Academic journal article American Journal of Pharmaceutical Education

Impact of Required versus Optional Remake of a Preparation on Pharmacy Students' Compounding Accuracy

Academic journal article American Journal of Pharmaceutical Education

Impact of Required versus Optional Remake of a Preparation on Pharmacy Students' Compounding Accuracy

Article excerpt

INTRODUCTION

The art and science of compounding is unique to the pharmacy profession, and for this reason, colleges and schools of pharmacy often include practical compounding laboratories in the curriculum to ensure student competency in this area. The American Association of Colleges of Pharmacy Council of Sections convened a task force to assess compounding education within the curriculum of its member institutions partly because there is not a national standardized compounding curriculum. (1) The report showed that the amount of training a student receives in compounding education depends on the individual institution's curriculum.

A fundamental requirement of any compounding education curriculum is the assessment of student abilities. Several assessment methods can be used, such as physically observing the student while performing a compounding operation, reviewing a laboratory report in which the student describes what was done and/or observed during a compounding operation, conducting an analytical procedure of the finished compounded preparation, measuring a physical attribute of the finished preparation, or a combination of these techniques. 2

Although some pharmacy educators feel that every college and school of pharmacy should use analytical testing in compounding courses to encourage accuracy, (3) only a few institutions appear to be doing this. In a study by Kadi and colleagues, students completed 2 different preparations, a potassium permanganate aqueous solution and a citrated caffeine syrup, that were each analyzed using a spectrophotometric assay. Approximately 46% and 22% of the preparations were not within 610% of the nominal concentration on the students' first attempt at compounding the solution and the syrup, respectively. (4)

The curriculum at the University of North Carolina Eshelman School of Pharmacy includes a compounding component integrated within the 5-semester Pharmaceutical Care Laboratory course sequence.

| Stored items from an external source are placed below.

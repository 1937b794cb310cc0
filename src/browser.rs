//! DOM bindings for `wasm32-unknown-unknown`.
//!
//! The loader script defines the custom element and calls [`mount_widget`]
//! from `connectedCallback`. Everything here adapts browser objects to the
//! core traits; the decisions live in `mount` and `relay`.

use crate::cache::{Clock, KeyValueStore, MemoryStore, TtlCache};
use crate::client_info::ClientEnvironment;
use crate::config::WidgetConfig;
use crate::endpoint::EndpointTable;
use crate::error::WidgetError;
use crate::mount::{self, CONTAINER_STYLE, IFRAME_STYLE};
use crate::page::PageLocation;
use crate::relay::{FunctionRegistry, HostBridge, Relay, dispatch_shared};
use js_sys::{Function, JSON, Object, Reflect};
use serde_json::Value;
use std::cell::RefCell;
use std::rc::Rc;
use tracing::{info, warn};
use wasm_bindgen::prelude::*;
use web_sys::{Document, HtmlElement, HtmlIFrameElement, MessageEvent, Storage, Window};

thread_local! {
    static PAGE_REGISTRY: Rc<FunctionRegistry> = Rc::new(FunctionRegistry::new());
}

#[wasm_bindgen(start)]
pub fn start() {
    console_error_panic_hook::set_once();
    init_tracing();
}

fn init_tracing() {
    let _ = tracing_subscriber::fmt()
        .with_writer(console::ConsoleMakeWriter)
        .with_ansi(false)
        .without_time()
        .with_max_level(tracing::Level::INFO)
        .try_init();
}

/// Register `function` in the page-level registry shared by every widget.
#[wasm_bindgen]
pub fn register_function(name: String, function: Function) {
    PAGE_REGISTRY.with(|registry| registry.register(name, js_callback(function)));
}

/// Handle returned to the custom element after a successful mount.
#[wasm_bindgen]
pub struct WidgetHandle {
    form_id: String,
    registry: Rc<FunctionRegistry>,
}

#[wasm_bindgen]
impl WidgetHandle {
    #[wasm_bindgen(getter)]
    pub fn form_id(&self) -> String {
        self.form_id.clone()
    }

    /// Register `function` for this widget only; it shadows page-level entries.
    pub fn register_function(&self, name: String, function: Function) {
        self.registry.register(name, js_callback(function));
    }
}

/// Mount one widget inside `host`.
#[wasm_bindgen]
pub fn mount_widget(
    host: HtmlElement,
    form_id: String,
    options: JsValue,
) -> Result<WidgetHandle, JsValue> {
    let span = tracing::info_span!("mount_widget", form_id = %form_id);
    let _guard = span.enter();
    let config = widget_config(&options);
    let window = web_sys::window().ok_or_else(|| js_error("no global window"))?;
    let document = window.document().ok_or_else(|| js_error("no document"))?;

    // A failed plan leaves the host element untouched.
    let cache = TtlCache::new(BrowserStore::open(&window), BrowserClock, config.utm_ttl());
    let plan = mount::prepare(
        &form_id,
        &page_location(&window, &document)?,
        &client_environment(&window, &document)?,
        &cache,
        &config,
        &EndpointTable::default(),
    )
    .map_err(to_js)?;

    let container = document
        .create_element("div")?
        .dyn_into::<HtmlElement>()?;
    container.set_id(plan.container_id);
    host.append_child(&container)?;
    apply_style(&container, CONTAINER_STYLE)?;

    let iframe = document
        .create_element("iframe")?
        .dyn_into::<HtmlIFrameElement>()?;
    apply_style(&iframe, IFRAME_STYLE)?;
    iframe.set_attribute("frameborder", "0")?;
    iframe.set_attribute("allowtransparency", "true")?;
    iframe.set_src(&plan.iframe_src);

    let registry = PAGE_REGISTRY.with(|page| Rc::new(FunctionRegistry::with_parent(page.clone())));
    let relay = Rc::new(RefCell::new(Relay::new(&config, registry.clone())));
    listen(&window, relay)?;

    container.append_child(&iframe)?;
    info!(environment = ?plan.endpoint.environment, "form widget mounted");
    Ok(WidgetHandle {
        form_id: plan.form_id,
        registry,
    })
}

fn listen(window: &Window, relay: Rc<RefCell<Relay>>) -> Result<(), JsValue> {
    let callback = Closure::wrap(Box::new(move |event: MessageEvent| {
        let Some(window) = web_sys::window() else {
            return;
        };
        let Some(document) = window.document() else {
            return;
        };
        let bridge = DomBridge {
            window,
            document,
            source: event.source().and_then(|s| s.dyn_into::<Window>().ok()),
        };
        let data = js_to_json(&event.data());
        dispatch_shared(&relay, &data, &event.origin(), &bridge);
    }) as Box<dyn FnMut(MessageEvent)>);
    window.add_event_listener_with_callback("message", callback.as_ref().unchecked_ref())?;
    // The listener lives as long as the page.
    callback.forget();
    Ok(())
}

struct DomBridge {
    window: Window,
    document: Document,
    source: Option<Window>,
}

impl HostBridge for DomBridge {
    fn reply_to_source(&self, payload: &Value, target_origin: &str) -> Result<(), WidgetError> {
        let Some(source) = &self.source else {
            return Err(WidgetError::Dom("message has no source window".into()));
        };
        let message = JSON::parse(&serde_json::to_string(payload)?).map_err(js_message)?;
        source
            .post_message(&message, target_origin)
            .map_err(js_message)
    }

    fn set_frame_src(&self, frame_id: &str, url: &str) -> Result<(), WidgetError> {
        let document = self.parent_document().unwrap_or_else(|| self.document.clone());
        let frame = document
            .get_element_by_id(frame_id)
            .and_then(|el| el.dyn_into::<HtmlIFrameElement>().ok())
            .ok_or_else(|| WidgetError::FrameNotFound(frame_id.to_string()))?;
        frame.set_src(url);
        Ok(())
    }

    fn set_container_height(&self, container_id: &str, height: &str) -> Result<(), WidgetError> {
        let container = self
            .document
            .get_element_by_id(container_id)
            .and_then(|el| el.dyn_into::<HtmlElement>().ok())
            .ok_or_else(|| WidgetError::ContainerNotFound(container_id.to_string()))?;
        container
            .style()
            .set_property("height", height)
            .map_err(js_message)
    }
}

impl DomBridge {
    /// Parent document when same-origin; cross-origin access yields `None`.
    fn parent_document(&self) -> Option<Document> {
        let parent = self.window.parent().ok().flatten()?;
        Reflect::get(&parent, &"document".into())
            .ok()?
            .dyn_into::<Document>()
            .ok()
    }
}

enum BrowserStore {
    Local(Storage),
    Memory(MemoryStore),
}

impl BrowserStore {
    fn open(window: &Window) -> Self {
        match window.local_storage() {
            Ok(Some(storage)) => Self::Local(storage),
            _ => {
                warn!("localStorage unavailable; utm values will not persist across pages");
                Self::Memory(MemoryStore::new())
            }
        }
    }
}

impl KeyValueStore for BrowserStore {
    fn get(&self, key: &str) -> Result<Option<String>, WidgetError> {
        match self {
            Self::Local(storage) => storage.get_item(key).map_err(storage_error),
            Self::Memory(store) => store.get(key),
        }
    }

    fn set(&self, key: &str, value: &str) -> Result<(), WidgetError> {
        match self {
            Self::Local(storage) => storage.set_item(key, value).map_err(storage_error),
            Self::Memory(store) => store.set(key, value),
        }
    }

    fn remove(&self, key: &str) -> Result<(), WidgetError> {
        match self {
            Self::Local(storage) => storage.remove_item(key).map_err(storage_error),
            Self::Memory(store) => store.remove(key),
        }
    }
}

struct BrowserClock;

impl Clock for BrowserClock {
    fn now_ms(&self) -> u64 {
        js_sys::Date::now() as u64
    }
}

fn page_location(window: &Window, document: &Document) -> Result<PageLocation, JsValue> {
    let in_frame = match window.top()? {
        Some(top) => !Object::is(top.as_ref(), window.as_ref()),
        None => true,
    };
    let referrer = document.referrer();
    Ok(PageLocation {
        href: window.location().href()?,
        referrer: (!referrer.is_empty()).then_some(referrer),
        in_frame,
    })
}

fn client_environment(window: &Window, document: &Document) -> Result<ClientEnvironment, JsValue> {
    let screen = window.screen()?;
    let navigator = window.navigator();
    let cookies_enabled = Reflect::get(&navigator, &"cookieEnabled".into())?
        .as_bool()
        .unwrap_or(false);
    Ok(ClientEnvironment {
        url: window.location().href()?,
        title: document.title(),
        referrer: document.referrer(),
        screen_width: screen.width()?.max(0) as u32,
        screen_height: screen.height()?.max(0) as u32,
        platform: navigator.platform()?,
        user_agent: navigator.user_agent()?,
        app_version: navigator.app_version()?,
        cookies_enabled,
    })
}

fn widget_config(options: &JsValue) -> WidgetConfig {
    if options.is_undefined() || options.is_null() {
        return WidgetConfig::default();
    }
    JSON::stringify(options)
        .ok()
        .and_then(|s| s.as_string())
        .and_then(|s| serde_json::from_str(&s).ok())
        .unwrap_or_else(|| {
            warn!("ignoring unreadable widget options");
            WidgetConfig::default()
        })
}

fn apply_style(el: &HtmlElement, style: &[(&str, &str)]) -> Result<(), JsValue> {
    let decl = el.style();
    for (property, value) in style {
        decl.set_property(property, value)?;
    }
    Ok(())
}

/// Wrap a JS function; exceptions it throws come back as `Err`.
fn js_callback(function: Function) -> impl Fn(&Value) -> Result<(), String> + 'static {
    move |params: &Value| {
        let arg = serde_json::to_string(params)
            .ok()
            .and_then(|s| JSON::parse(&s).ok())
            .unwrap_or(JsValue::NULL);
        function
            .call1(&JsValue::UNDEFINED, &arg)
            .map(|_| ())
            .map_err(|err| describe(&err))
    }
}

fn js_to_json(value: &JsValue) -> Value {
    JSON::stringify(value)
        .ok()
        .and_then(|s| s.as_string())
        .and_then(|s| serde_json::from_str(&s).ok())
        .unwrap_or(Value::Null)
}

fn describe(err: &JsValue) -> String {
    err.as_string()
        .or_else(|| {
            Reflect::get(err, &"message".into())
                .ok()
                .and_then(|m| m.as_string())
        })
        .unwrap_or_else(|| format!("{err:?}"))
}

fn storage_error(err: JsValue) -> WidgetError {
    WidgetError::Storage(describe(&err))
}

fn js_message(err: JsValue) -> WidgetError {
    WidgetError::Dom(describe(&err))
}

fn js_error(message: &str) -> JsValue {
    js_sys::Error::new(message).into()
}

fn to_js(err: WidgetError) -> JsValue {
    js_error(&err.to_string())
}

mod console {
    use std::io;
    use tracing_subscriber::fmt::MakeWriter;

    /// Buffers one formatted event and hands it to `console.log` on drop.
    pub struct ConsoleWriter(Vec<u8>);

    impl io::Write for ConsoleWriter {
        fn write(&mut self, buf: &[u8]) -> io::Result<usize> {
            self.0.extend_from_slice(buf);
            Ok(buf.len())
        }

        fn flush(&mut self) -> io::Result<()> {
            Ok(())
        }
    }

    impl Drop for ConsoleWriter {
        fn drop(&mut self) {
            let line = String::from_utf8_lossy(&self.0);
            let line = line.trim_end();
            if !line.is_empty() {
                web_sys::console::log_1(&line.into());
            }
        }
    }

    pub struct ConsoleMakeWriter;

    impl<'a> MakeWriter<'a> for ConsoleMakeWriter {
        type Writer = ConsoleWriter;

        fn make_writer(&'a self) -> Self::Writer {
            ConsoleWriter(Vec::new())
        }
    }
}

The compounding component leads the students through a series of approximately 26 compounding exercises covering most of the dosage forms used in contemporary pharmacy compounding practice. The assessment tools used include laboratory report documentation, direct observation of the student's compounding techniques, measuring physical attributes of the finished preparation, and analyzing the compounded preparation for the content of the active principal ingredient. The pharmaceutical analysis of the compounded preparations is carried out using spectrophotometric assays or high performance liquid chromatography (HPLC) procedures.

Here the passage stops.